(EXERCISE AIM)
Look through the data below and extract, unchanged, the lines from the one that contains "use crate::forks::ForkSchedule;" to the one that contains "pub const POW_LIMIT_REGTEST: U256", both included.

(DATA IN THIS EXERCISE)
-.-.-

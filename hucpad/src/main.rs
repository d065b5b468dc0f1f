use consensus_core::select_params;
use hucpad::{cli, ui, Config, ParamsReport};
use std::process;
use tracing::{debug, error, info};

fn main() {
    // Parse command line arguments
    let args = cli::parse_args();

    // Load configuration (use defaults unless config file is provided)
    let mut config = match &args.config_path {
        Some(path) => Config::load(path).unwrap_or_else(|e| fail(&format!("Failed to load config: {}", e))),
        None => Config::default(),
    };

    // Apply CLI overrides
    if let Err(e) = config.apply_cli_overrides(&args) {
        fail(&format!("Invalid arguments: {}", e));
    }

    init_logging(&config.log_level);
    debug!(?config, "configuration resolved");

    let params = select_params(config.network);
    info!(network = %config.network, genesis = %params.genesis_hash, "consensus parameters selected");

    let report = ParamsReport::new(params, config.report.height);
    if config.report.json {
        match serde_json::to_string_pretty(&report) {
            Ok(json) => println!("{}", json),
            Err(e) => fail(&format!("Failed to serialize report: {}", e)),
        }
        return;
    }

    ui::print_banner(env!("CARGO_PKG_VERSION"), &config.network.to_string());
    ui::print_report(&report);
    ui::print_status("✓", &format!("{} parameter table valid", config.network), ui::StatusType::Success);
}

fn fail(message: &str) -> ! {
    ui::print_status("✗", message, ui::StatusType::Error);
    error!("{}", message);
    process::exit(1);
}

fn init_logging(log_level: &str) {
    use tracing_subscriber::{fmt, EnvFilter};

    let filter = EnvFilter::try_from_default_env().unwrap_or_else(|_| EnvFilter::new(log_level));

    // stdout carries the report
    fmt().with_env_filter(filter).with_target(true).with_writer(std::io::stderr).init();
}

-.-.-

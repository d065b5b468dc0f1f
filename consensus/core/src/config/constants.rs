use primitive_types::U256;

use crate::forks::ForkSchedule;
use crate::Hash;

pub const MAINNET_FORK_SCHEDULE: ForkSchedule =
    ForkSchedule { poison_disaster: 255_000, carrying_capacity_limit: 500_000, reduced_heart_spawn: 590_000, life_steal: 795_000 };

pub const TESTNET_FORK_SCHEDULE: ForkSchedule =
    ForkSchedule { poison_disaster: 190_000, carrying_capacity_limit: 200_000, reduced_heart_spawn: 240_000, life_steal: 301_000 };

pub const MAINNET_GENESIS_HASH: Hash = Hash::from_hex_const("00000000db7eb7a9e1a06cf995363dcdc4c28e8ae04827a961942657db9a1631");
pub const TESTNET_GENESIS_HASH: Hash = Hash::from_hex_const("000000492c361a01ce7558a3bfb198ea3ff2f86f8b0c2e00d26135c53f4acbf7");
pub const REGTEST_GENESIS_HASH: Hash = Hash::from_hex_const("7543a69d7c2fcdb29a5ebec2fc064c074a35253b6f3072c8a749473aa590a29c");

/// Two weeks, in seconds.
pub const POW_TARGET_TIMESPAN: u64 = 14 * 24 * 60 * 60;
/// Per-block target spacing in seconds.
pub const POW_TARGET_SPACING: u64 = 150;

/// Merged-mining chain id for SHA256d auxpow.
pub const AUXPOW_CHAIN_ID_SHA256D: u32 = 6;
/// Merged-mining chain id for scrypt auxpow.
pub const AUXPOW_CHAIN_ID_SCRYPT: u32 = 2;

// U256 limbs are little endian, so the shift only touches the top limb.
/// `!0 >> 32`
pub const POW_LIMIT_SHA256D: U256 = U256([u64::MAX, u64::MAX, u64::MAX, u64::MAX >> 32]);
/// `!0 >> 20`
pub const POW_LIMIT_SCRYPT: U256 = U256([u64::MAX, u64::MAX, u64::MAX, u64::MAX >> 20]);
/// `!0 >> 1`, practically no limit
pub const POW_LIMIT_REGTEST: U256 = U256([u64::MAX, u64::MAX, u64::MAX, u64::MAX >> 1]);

-.-.-

(RESPONSE BOX)
use crate::forks::ForkSchedule;
use crate::Hash;

pub const MAINNET_FORK_SCHEDULE: ForkSchedule =
    ForkSchedule { poison_disaster: 255_000, carrying_capacity_limit: 500_000, reduced_heart_spawn: 590_000, life_steal: 795_000 };

pub const TESTNET_FORK_SCHEDULE: ForkSchedule =
    ForkSchedule { poison_disaster: 190_000, carrying_capacity_limit: 200_000, reduced_heart_spawn: 240_000, life_steal: 301_000 };

pub const MAINNET_GENESIS_HASH: Hash = Hash::from_hex_const("00000000db7eb7a9e1a06cf995363dcdc4c28e8ae04827a961942657db9a1631");
pub const TESTNET_GENESIS_HASH: Hash = Hash::from_hex_const("000000492c361a01ce7558a3bfb198ea3ff2f86f8b0c2e00d26135c53f4acbf7");
pub const REGTEST_GENESIS_HASH: Hash = Hash::from_hex_const("7543a69d7c2fcdb29a5ebec2fc064c074a35253b6f3072c8a749473aa590a29c");

/// Two weeks, in seconds.
pub const POW_TARGET_TIMESPAN: u64 = 14 * 24 * 60 * 60;
/// Per-block target spacing in seconds.
pub const POW_TARGET_SPACING: u64 = 150;

/// Merged-mining chain id for SHA256d auxpow.
pub const AUXPOW_CHAIN_ID_SHA256D: u32 = 6;
/// Merged-mining chain id for scrypt auxpow.
pub const AUXPOW_CHAIN_ID_SCRYPT: u32 = 2;

// U256 limbs are little endian, so the shift only touches the top limb.
/// `!0 >> 32`
pub const POW_LIMIT_SHA256D: U256 = U256([u64::MAX, u64::MAX, u64::MAX, u64::MAX >> 32]);
/// `!0 >> 20`
pub const POW_LIMIT_SCRYPT: U256 = U256([u64::MAX, u64::MAX, u64::MAX, u64::MAX >> 20]);
/// `!0 >> 1`, practically no limit
pub const POW_LIMIT_REGTEST: U256 = U256([u64::MAX, u64::MAX, u64::MAX, u64::MAX >> 1]);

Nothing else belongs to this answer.